• **Problem statement**
Word for word, print all of the entries below.

• **Recorded information**
Content starts

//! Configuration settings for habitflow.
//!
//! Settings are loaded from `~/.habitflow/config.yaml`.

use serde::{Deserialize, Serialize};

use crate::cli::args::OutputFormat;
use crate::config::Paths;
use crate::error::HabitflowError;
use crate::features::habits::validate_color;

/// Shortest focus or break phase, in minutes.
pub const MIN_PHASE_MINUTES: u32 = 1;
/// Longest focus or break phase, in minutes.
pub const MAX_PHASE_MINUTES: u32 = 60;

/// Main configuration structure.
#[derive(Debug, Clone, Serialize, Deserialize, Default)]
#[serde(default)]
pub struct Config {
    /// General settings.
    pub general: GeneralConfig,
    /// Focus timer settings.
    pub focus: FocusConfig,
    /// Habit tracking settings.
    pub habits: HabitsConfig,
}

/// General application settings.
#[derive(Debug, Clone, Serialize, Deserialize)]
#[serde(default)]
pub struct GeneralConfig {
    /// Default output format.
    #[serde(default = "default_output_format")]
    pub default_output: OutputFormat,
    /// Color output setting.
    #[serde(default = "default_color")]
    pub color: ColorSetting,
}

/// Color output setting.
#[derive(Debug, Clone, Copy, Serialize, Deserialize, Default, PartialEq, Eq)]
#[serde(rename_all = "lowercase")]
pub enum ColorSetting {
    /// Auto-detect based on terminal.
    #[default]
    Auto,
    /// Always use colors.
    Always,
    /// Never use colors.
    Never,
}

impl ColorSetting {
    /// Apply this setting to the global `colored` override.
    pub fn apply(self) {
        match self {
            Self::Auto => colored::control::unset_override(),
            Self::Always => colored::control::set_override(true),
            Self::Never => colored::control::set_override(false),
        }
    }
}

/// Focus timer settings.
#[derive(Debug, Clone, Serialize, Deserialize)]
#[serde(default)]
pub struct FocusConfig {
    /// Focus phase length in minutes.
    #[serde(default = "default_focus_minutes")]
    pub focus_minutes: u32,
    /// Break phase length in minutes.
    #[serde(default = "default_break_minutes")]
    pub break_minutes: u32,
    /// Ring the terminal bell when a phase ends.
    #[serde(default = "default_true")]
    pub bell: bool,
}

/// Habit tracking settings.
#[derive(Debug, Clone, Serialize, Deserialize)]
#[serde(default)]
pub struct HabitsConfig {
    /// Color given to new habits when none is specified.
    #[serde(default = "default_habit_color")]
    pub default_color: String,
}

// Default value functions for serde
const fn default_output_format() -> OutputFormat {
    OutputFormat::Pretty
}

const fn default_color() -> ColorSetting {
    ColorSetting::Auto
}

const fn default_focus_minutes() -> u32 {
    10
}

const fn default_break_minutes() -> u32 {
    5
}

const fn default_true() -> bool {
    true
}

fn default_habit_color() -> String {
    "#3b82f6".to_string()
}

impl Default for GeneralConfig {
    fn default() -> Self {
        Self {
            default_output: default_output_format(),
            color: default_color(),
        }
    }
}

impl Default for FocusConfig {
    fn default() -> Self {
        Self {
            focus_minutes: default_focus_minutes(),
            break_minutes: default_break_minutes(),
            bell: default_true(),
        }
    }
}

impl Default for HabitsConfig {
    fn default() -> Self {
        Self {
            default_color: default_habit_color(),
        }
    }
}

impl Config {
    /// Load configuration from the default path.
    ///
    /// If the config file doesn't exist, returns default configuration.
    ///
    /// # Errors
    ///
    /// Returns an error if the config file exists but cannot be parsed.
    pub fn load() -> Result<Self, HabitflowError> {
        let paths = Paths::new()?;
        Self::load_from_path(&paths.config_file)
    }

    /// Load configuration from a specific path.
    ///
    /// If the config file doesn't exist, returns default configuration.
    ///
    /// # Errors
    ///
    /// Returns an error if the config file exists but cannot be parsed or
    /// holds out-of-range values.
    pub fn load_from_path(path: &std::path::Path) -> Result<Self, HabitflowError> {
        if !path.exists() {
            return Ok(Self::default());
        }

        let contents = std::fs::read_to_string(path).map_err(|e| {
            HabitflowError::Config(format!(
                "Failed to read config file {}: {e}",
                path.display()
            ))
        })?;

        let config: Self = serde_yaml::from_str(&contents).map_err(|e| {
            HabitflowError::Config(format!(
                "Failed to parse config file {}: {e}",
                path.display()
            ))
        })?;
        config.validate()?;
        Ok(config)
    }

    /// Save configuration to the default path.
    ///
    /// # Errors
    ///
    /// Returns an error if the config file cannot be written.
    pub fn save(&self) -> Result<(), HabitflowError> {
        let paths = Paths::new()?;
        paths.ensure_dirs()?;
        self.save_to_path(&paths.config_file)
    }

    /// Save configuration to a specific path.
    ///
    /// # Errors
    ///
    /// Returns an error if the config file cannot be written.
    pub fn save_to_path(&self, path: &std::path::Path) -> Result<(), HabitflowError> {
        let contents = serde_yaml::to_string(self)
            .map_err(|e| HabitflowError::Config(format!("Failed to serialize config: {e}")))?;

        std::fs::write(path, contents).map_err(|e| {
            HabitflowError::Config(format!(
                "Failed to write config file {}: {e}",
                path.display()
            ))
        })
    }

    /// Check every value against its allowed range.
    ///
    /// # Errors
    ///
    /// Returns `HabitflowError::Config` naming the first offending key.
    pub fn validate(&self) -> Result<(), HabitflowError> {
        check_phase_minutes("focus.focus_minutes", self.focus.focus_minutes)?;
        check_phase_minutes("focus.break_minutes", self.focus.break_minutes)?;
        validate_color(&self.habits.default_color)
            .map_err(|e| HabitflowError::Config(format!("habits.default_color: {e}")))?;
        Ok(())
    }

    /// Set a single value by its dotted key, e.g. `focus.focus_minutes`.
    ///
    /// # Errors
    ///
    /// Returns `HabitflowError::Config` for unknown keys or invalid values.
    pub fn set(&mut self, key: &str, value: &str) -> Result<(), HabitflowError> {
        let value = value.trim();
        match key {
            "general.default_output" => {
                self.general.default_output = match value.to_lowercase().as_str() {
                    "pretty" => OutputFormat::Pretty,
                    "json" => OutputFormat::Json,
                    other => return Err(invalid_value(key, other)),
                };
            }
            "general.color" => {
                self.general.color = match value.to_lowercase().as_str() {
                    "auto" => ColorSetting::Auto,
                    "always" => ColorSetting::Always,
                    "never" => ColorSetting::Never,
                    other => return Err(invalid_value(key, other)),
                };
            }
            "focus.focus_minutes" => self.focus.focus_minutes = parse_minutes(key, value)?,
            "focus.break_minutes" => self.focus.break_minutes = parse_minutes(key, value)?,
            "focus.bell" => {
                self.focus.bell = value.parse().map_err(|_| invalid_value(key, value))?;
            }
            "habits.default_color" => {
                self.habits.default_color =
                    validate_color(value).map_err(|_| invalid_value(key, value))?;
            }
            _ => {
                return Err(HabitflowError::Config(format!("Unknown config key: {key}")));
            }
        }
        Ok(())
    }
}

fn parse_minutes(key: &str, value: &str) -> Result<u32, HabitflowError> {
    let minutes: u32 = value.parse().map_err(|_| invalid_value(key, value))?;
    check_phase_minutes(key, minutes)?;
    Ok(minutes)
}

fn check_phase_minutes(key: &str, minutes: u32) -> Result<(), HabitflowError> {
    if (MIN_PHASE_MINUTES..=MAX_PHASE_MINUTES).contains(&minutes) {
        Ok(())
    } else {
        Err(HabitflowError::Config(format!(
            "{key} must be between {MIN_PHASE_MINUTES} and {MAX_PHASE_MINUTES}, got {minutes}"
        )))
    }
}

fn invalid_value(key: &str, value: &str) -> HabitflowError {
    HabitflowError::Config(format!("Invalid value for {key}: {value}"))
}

Content ends

• **Response**
//! Configuration settings for habitflow.
//!
//! Settings are loaded from `~/.habitflow/config.yaml`.

use serde::{Deserialize, Serialize};

use crate::cli::args::OutputFormat;
use crate::config::Paths;
use crate::error::HabitflowError;
use crate::features::habits::validate_color;

/// Shortest focus or break phase, in minutes.
pub const MIN_PHASE_MINUTES: u32 = 1;
/// Longest focus or break phase, in minutes.
pub const MAX_PHASE_MINUTES: u32 = 60;

/// Main configuration structure.
#[derive(Debug, Clone, Serialize, Deserialize, Default)]
#[serde(default)]
pub struct Config {
    /// General settings.
    pub general: GeneralConfig,
    /// Focus timer settings.
    pub focus: FocusConfig,
    /// Habit tracking settings.
    pub habits: HabitsConfig,
}

/// General application settings.
#[derive(Debug, Clone, Serialize, Deserialize)]
#[serde(default)]
pub struct GeneralConfig {
    /// Default output format.
    #[serde(default = "default_output_format")]
    pub default_output: OutputFormat,
    /// Color output setting.
    #[serde(default = "default_color")]
    pub color: ColorSetting,
}

/// Color output setting.
#[derive(Debug, Clone, Copy, Serialize, Deserialize, Default, PartialEq, Eq)]
#[serde(rename_all = "lowercase")]
pub enum ColorSetting {
    /// Auto-detect based on terminal.
    #[default]
    Auto,
    /// Always use colors.
    Always,
    /// Never use colors.
    Never,
}

impl ColorSetting {
    /// Apply this setting to the global `colored` override.
    pub fn apply(self) {
        match self {
            Self::Auto => colored::control::unset_override(),
            Self::Always => colored::control::set_override(true),
            Self::Never => colored::control::set_override(false),
        }
    }
}

/// Focus timer settings.
#[derive(Debug, Clone, Serialize, Deserialize)]
#[serde(default)]
pub struct FocusConfig {
    /// Focus phase length in minutes.
    #[serde(default = "default_focus_minutes")]
    pub focus_minutes: u32,
    /// Break phase length in minutes.
    #[serde(default = "default_break_minutes")]
    pub break_minutes: u32,
    /// Ring the terminal bell when a phase ends.
    #[serde(default = "default_true")]
    pub bell: bool,
}

/// Habit tracking settings.
#[derive(Debug, Clone, Serialize, Deserialize)]
#[serde(default)]
pub struct HabitsConfig {
    /// Color given to new habits when none is specified.
    #[serde(default = "default_habit_color")]
    pub default_color: String,
}

// Default value functions for serde
const fn default_output_format() -> OutputFormat {
    OutputFormat::Pretty
}

const fn default_color() -> ColorSetting {
    ColorSetting::Auto
}

const fn default_focus_minutes() -> u32 {
    10
}

const fn default_break_minutes() -> u32 {
    5
}

const fn default_true() -> bool {
    true
}

fn default_habit_color() -> String {
    "#3b82f6".to_string()
}

impl Default for GeneralConfig {
    fn default() -> Self {
        Self {
            default_output: default_output_format(),
            color: default_color(),
        }
    }
}

impl Default for FocusConfig {
    fn default() -> Self {
        Self {
            focus_minutes: default_focus_minutes(),
            break_minutes: default_break_minutes(),
            bell: default_true(),
        }
    }
}

impl Default for HabitsConfig {
    fn default() -> Self {
        Self {
            default_color: default_habit_color(),
        }
    }
}

impl Config {
    /// Load configuration from the default path.
    ///
    /// If the config file doesn't exist, returns default configuration.
    ///
    /// # Errors
    ///
    /// Returns an error if the config file exists but cannot be parsed.
    pub fn load() -> Result<Self, HabitflowError> {
        let paths = Paths::new()?;
        Self::load_from_path(&paths.config_file)
    }

    /// Load configuration from a specific path.
    ///
    /// If the config file doesn't exist, returns default configuration.
    ///
    /// # Errors
    ///
    /// Returns an error if the config file exists but cannot be parsed or
    /// holds out-of-range values.
    pub fn load_from_path(path: &std::path::Path) -> Result<Self, HabitflowError> {
        if !path.exists() {
            return Ok(Self::default());
        }

        let contents = std::fs::read_to_string(path).map_err(|e| {
            HabitflowError::Config(format!(
                "Failed to read config file {}: {e}",
                path.display()
            ))
        })?;

        let config: Self = serde_yaml::from_str(&contents).map_err(|e| {
            HabitflowError::Config(format!(
                "Failed to parse config file {}: {e}",
                path.display()
            ))
        })?;
        config.validate()?;
        Ok(config)
    }

    /// Save configuration to the default path.
    ///
    /// # Errors
    ///
    /// Returns an error if the config file cannot be written.
    pub fn save(&self) -> Result<(), HabitflowError> {
        let paths = Paths::new()?;
        paths.ensure_dirs()?;
        self.save_to_path(&paths.config_file)
    }

    /// Save configuration to a specific path.
    ///
    /// # Errors
    ///
    /// Returns an error if the config file cannot be written.
    pub fn save_to_path(&self, path: &std::path::Path) -> Result<(), HabitflowError> {
        let contents = serde_yaml::to_string(self)
            .map_err(|e| HabitflowError::Config(format!("Failed to serialize config: {e}")))?;

        std::fs::write(path, contents).map_err(|e| {
            HabitflowError::Config(format!(
                "Failed to write config file {}: {e}",
                path.display()
            ))
        })
    }

    /// Check every value against its allowed range.
    ///
    /// # Errors
    ///
    /// Returns `HabitflowError::Config` naming the first offending key.
    pub fn validate(&self) -> Result<(), HabitflowError> {
        check_phase_minutes("focus.focus_minutes", self.focus.focus_minutes)?;
        check_phase_minutes("focus.break_minutes", self.focus.break_minutes)?;
        validate_color(&self.habits.default_color)
            .map_err(|e| HabitflowError::Config(format!("habits.default_color: {e}")))?;
        Ok(())
    }

    /// Set a single value by its dotted key, e.g. `focus.focus_minutes`.
    ///
    /// # Errors
    ///
    /// Returns `HabitflowError::Config` for unknown keys or invalid values.
    pub fn set(&mut self, key: &str, value: &str) -> Result<(), HabitflowError> {
        let value = value.trim();
        match key {
            "general.default_output" => {
                self.general.default_output = match value.to_lowercase().as_str() {
                    "pretty" => OutputFormat::Pretty,
                    "json" => OutputFormat::Json,
                    other => return Err(invalid_value(key, other)),
                };
            }
            "general.color" => {
                self.general.color = match value.to_lowercase().as_str() {
                    "auto" => ColorSetting::Auto,
                    "always" => ColorSetting::Always,
                    "never" => ColorSetting::Never,
                    other => return Err(invalid_value(key, other)),
                };
            }
            "focus.focus_minutes" => self.focus.focus_minutes = parse_minutes(key, value)?,
            "focus.break_minutes" => self.focus.break_minutes = parse_minutes(key, value)?,
            "focus.bell" => {
                self.focus.bell = value.parse().map_err(|_| invalid_value(key, value))?;
            }
            "habits.default_color" => {
                self.habits.default_color =
                    validate_color(value).map_err(|_| invalid_value(key, value))?;
            }
            _ => {
                return Err(HabitflowError::Config(format!("Unknown config key: {key}")));
            }
        }
        Ok(())
    }
}

fn parse_minutes(key: &str, value: &str) -> Result<u32, HabitflowError> {
    let minutes: u32 = value.parse().map_err(|_| invalid_value(key, value))?;
    check_phase_minutes(key, minutes)?;
    Ok(minutes)
}

fn check_phase_minutes(key: &str, minutes: u32) -> Result<(), HabitflowError> {
    if (MIN_PHASE_MINUTES..=MAX_PHASE_MINUTES).contains(&minutes) {
        Ok(())
    } else {
        Err(HabitflowError::Config(format!(
            "{key} must be between {MIN_PHASE_MINUTES} and {MAX_PHASE_MINUTES}, got {minutes}"
        )))
    }
}

fn invalid_value(key: &str, value: &str) -> HabitflowError {
    HabitflowError::Config(format!("Invalid value for {key}: {value}"))
}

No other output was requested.